### [Problem details]
The records appear below. Repeat them exactly.

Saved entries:
========================================
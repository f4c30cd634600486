//! Fuzz target for the SQLite URL parser.
//!
//! Run with:
//! ```bash
//! cargo +nightly fuzz run fuzz_url_parser
//! ```

#![no_main]

use libfuzzer_sys::fuzz_target;
use tidal_sqlite::SqliteConfig;

fuzz_target!(|data: &[u8]| {
    if let Ok(input) = std::str::from_utf8(data) {
        // The parser should never panic, only return errors
        if let Ok(config) = SqliteConfig::from_url(input) {
            let _ = config.pragmas().to_sql();
        }
    }
});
========================================
### [Result]
repository f4c30cd634600486
//! Fuzz target for the SQLite URL parser.
//!
//! Run with:
//! ```bash
//! cargo +nightly fuzz run fuzz_url_parser
//! ```

#![no_main]

use libfuzzer_sys::fuzz_target;
use tidal_sqlite::SqliteConfig;

fuzz_target!(|data: &[u8]| {
    if let Ok(input) = std::str::from_utf8(data) {
        // The parser should never panic, only return errors
        if let Ok(config) = SqliteConfig::from_url(input) {
            let _ = config.pragmas().to_sql();
        }
    }
});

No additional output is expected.